(SUPPLIED INFORMATION)
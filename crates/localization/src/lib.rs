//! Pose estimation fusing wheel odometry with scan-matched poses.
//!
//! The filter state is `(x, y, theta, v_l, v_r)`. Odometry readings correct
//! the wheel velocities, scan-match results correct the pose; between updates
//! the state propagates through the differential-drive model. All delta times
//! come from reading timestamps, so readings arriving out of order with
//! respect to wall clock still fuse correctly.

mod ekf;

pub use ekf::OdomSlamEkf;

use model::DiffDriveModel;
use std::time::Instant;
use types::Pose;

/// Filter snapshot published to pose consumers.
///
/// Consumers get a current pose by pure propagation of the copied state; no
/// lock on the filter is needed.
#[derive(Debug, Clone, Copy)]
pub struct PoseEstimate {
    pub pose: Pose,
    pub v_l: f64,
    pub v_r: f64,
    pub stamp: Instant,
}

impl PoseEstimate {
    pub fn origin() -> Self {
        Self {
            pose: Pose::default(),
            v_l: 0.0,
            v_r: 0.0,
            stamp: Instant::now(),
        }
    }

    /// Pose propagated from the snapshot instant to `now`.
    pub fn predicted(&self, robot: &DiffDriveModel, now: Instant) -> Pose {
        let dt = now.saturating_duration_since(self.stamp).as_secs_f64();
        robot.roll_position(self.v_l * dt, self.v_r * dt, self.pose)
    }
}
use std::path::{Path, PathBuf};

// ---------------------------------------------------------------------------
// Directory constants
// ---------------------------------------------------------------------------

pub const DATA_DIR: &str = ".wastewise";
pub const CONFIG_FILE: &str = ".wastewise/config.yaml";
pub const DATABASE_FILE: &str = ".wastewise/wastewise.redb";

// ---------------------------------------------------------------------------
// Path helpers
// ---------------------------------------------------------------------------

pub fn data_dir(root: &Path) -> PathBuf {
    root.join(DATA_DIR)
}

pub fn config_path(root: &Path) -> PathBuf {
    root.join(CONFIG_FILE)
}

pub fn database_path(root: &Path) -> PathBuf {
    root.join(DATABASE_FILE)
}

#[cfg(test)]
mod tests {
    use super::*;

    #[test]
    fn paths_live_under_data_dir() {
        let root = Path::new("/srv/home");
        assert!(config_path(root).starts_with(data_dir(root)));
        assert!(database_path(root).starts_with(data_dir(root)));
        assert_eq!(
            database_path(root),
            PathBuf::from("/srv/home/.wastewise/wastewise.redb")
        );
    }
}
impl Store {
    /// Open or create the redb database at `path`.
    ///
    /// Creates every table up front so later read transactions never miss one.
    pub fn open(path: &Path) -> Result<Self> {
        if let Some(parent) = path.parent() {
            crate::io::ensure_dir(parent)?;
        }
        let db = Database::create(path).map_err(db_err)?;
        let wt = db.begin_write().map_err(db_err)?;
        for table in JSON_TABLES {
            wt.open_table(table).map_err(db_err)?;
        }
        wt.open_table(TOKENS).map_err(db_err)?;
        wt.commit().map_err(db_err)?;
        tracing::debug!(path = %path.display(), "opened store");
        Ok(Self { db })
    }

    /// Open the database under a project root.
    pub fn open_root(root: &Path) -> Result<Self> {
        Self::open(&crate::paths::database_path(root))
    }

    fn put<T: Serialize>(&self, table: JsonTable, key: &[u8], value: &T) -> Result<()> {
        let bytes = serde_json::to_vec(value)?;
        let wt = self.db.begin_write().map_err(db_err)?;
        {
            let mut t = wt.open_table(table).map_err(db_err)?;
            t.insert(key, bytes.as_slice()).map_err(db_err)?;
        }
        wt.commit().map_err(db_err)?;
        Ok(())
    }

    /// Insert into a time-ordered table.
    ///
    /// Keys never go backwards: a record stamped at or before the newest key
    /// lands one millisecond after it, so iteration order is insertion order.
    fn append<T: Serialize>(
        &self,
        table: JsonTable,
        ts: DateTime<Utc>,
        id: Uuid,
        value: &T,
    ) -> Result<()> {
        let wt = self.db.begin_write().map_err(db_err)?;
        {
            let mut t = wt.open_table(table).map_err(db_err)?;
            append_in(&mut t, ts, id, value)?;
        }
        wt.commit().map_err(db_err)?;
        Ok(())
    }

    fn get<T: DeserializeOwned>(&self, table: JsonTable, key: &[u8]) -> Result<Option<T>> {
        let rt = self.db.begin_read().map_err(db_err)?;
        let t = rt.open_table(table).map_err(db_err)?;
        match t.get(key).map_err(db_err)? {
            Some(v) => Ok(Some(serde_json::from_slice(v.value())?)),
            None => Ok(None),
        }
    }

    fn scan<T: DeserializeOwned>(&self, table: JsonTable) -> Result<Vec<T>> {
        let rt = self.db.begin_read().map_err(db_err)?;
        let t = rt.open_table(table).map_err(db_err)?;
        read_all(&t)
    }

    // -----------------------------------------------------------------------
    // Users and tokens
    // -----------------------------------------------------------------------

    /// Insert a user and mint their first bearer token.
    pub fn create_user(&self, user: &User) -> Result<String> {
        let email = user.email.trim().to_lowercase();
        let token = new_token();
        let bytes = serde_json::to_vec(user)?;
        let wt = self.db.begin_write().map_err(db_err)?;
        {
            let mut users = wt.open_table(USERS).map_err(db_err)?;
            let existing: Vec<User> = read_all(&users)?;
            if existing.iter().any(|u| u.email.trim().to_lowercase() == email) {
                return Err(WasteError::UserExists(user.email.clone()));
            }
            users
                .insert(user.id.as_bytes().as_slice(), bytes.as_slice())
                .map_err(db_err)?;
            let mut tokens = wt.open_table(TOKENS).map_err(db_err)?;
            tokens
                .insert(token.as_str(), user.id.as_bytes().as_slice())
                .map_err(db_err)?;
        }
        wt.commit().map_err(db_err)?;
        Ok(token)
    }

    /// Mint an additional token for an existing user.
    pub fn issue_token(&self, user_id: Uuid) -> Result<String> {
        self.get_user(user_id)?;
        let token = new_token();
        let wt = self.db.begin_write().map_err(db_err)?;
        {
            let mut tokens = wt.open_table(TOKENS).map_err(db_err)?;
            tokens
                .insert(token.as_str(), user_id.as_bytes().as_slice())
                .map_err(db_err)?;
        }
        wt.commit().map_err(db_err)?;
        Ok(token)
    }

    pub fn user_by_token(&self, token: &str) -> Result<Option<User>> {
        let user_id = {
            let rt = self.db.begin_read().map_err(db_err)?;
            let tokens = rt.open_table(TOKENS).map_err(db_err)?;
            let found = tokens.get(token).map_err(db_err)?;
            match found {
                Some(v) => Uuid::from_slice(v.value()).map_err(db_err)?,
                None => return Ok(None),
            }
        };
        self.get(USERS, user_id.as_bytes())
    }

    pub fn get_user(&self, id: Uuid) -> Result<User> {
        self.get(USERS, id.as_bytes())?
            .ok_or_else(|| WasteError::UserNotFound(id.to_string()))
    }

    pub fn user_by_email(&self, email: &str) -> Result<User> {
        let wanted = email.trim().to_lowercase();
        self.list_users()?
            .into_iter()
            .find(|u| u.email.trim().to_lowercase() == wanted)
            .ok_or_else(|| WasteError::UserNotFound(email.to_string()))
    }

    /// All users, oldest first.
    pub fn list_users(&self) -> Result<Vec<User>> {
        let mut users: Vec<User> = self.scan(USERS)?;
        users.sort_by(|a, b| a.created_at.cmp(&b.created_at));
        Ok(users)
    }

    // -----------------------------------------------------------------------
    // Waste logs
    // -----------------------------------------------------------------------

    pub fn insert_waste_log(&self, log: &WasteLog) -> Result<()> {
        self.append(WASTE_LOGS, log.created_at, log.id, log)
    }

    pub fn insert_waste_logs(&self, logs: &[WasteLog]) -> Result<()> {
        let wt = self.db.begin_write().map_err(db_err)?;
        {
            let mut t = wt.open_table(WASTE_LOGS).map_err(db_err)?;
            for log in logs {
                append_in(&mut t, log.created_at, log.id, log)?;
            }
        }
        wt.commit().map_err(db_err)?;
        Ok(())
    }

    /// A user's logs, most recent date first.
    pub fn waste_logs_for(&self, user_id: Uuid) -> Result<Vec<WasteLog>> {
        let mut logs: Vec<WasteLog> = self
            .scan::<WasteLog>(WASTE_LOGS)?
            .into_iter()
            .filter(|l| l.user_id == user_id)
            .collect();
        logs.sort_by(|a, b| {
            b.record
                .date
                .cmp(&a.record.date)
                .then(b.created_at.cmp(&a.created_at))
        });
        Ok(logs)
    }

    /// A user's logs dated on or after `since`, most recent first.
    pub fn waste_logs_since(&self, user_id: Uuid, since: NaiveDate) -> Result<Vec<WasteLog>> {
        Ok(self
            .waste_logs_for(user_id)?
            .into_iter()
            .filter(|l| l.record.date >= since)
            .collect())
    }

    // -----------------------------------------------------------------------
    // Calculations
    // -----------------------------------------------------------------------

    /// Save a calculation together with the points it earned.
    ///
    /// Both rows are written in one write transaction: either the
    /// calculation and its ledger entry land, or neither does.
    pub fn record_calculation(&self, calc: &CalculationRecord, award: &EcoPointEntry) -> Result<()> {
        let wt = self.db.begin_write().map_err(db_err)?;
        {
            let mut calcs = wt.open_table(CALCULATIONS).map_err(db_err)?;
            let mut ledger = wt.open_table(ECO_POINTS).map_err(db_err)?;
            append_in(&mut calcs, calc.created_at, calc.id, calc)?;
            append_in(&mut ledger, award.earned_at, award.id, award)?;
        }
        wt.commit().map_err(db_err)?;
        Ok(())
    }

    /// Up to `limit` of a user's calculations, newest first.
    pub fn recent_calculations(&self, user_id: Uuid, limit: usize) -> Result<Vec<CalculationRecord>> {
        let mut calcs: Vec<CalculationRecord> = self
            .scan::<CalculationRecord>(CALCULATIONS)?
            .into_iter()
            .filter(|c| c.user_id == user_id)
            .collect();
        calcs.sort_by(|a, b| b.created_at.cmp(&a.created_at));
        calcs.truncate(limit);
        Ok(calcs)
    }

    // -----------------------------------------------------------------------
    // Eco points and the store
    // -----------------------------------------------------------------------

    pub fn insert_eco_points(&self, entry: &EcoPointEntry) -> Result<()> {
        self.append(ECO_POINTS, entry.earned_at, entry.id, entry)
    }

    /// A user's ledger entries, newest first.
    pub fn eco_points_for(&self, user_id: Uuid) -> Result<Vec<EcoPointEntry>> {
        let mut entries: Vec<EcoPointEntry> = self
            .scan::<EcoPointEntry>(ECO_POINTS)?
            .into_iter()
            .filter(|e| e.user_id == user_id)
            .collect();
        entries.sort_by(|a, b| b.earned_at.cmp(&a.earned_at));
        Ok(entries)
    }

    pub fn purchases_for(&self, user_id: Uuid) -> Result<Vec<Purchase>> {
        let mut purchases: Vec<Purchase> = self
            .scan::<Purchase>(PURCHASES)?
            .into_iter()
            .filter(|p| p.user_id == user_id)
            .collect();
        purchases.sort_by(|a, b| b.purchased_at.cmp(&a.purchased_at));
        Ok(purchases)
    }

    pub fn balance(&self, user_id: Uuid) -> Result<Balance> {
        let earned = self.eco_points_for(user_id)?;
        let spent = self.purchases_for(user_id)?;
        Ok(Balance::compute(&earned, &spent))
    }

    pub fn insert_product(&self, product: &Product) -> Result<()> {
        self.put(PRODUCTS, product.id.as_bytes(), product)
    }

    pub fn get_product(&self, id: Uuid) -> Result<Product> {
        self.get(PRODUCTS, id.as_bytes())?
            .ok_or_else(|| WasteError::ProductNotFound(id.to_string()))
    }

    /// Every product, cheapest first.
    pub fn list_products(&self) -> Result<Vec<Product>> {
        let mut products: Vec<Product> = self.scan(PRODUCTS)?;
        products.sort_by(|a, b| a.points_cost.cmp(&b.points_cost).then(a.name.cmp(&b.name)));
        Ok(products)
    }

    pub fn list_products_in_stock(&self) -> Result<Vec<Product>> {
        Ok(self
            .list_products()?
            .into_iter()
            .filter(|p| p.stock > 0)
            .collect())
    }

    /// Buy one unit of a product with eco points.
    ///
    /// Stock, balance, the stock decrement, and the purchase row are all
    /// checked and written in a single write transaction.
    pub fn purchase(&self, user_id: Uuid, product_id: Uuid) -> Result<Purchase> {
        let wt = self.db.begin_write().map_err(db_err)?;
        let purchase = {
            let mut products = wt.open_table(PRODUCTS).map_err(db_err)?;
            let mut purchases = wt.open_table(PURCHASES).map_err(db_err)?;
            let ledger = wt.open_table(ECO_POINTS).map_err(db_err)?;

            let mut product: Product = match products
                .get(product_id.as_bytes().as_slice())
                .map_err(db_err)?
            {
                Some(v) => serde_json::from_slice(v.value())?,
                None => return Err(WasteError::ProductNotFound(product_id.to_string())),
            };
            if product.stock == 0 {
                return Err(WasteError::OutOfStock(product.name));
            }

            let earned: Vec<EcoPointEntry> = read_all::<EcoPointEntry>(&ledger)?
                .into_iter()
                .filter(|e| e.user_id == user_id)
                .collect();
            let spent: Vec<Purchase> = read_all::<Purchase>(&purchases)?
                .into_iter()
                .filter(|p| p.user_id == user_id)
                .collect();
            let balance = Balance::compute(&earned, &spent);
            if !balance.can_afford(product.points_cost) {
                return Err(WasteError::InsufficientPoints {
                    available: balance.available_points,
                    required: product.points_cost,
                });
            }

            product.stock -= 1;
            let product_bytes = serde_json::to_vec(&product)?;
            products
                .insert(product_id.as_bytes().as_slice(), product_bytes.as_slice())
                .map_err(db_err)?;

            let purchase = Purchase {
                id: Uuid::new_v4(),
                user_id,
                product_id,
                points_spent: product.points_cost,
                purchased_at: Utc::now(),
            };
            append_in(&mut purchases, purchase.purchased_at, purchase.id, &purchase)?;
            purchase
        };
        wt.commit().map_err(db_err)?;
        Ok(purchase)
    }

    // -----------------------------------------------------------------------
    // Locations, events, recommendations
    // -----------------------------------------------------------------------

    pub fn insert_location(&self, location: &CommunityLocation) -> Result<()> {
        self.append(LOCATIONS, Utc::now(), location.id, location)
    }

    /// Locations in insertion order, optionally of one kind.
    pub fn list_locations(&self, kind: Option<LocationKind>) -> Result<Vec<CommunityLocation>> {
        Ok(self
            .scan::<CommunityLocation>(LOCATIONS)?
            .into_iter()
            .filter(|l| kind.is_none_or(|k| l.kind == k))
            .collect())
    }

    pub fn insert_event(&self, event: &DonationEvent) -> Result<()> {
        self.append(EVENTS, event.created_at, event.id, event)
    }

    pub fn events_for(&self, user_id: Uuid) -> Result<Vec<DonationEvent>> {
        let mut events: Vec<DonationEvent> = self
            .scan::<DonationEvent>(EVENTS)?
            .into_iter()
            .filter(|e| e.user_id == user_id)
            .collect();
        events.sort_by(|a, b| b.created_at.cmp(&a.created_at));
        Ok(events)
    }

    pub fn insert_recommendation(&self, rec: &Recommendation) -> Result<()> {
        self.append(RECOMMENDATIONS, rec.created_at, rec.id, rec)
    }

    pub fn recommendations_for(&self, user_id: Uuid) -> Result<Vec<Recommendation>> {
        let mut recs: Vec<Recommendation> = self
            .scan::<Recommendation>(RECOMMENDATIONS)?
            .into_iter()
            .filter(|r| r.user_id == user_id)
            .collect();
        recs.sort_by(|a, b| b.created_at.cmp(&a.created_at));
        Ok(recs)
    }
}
(End SUPPLIED INFORMATION)
## PROBLEM
Start at the first line of the entries and stop at the line that contains "use model::DiffDriveModel;". Repeat every line in that span exactly, and nothing beyond it.

## RESPONSE BOX
filename crates/localization/src/lib.rs
//! Pose estimation fusing wheel odometry with scan-matched poses.
//!
//! The filter state is `(x, y, theta, v_l, v_r)`. Odometry readings correct
//! the wheel velocities, scan-match results correct the pose; between updates
//! the state propagates through the differential-drive model. All delta times
//! come from reading timestamps, so readings arriving out of order with
//! respect to wall clock still fuse correctly.

mod ekf;

pub use ekf::OdomSlamEkf;

use model::DiffDriveModel;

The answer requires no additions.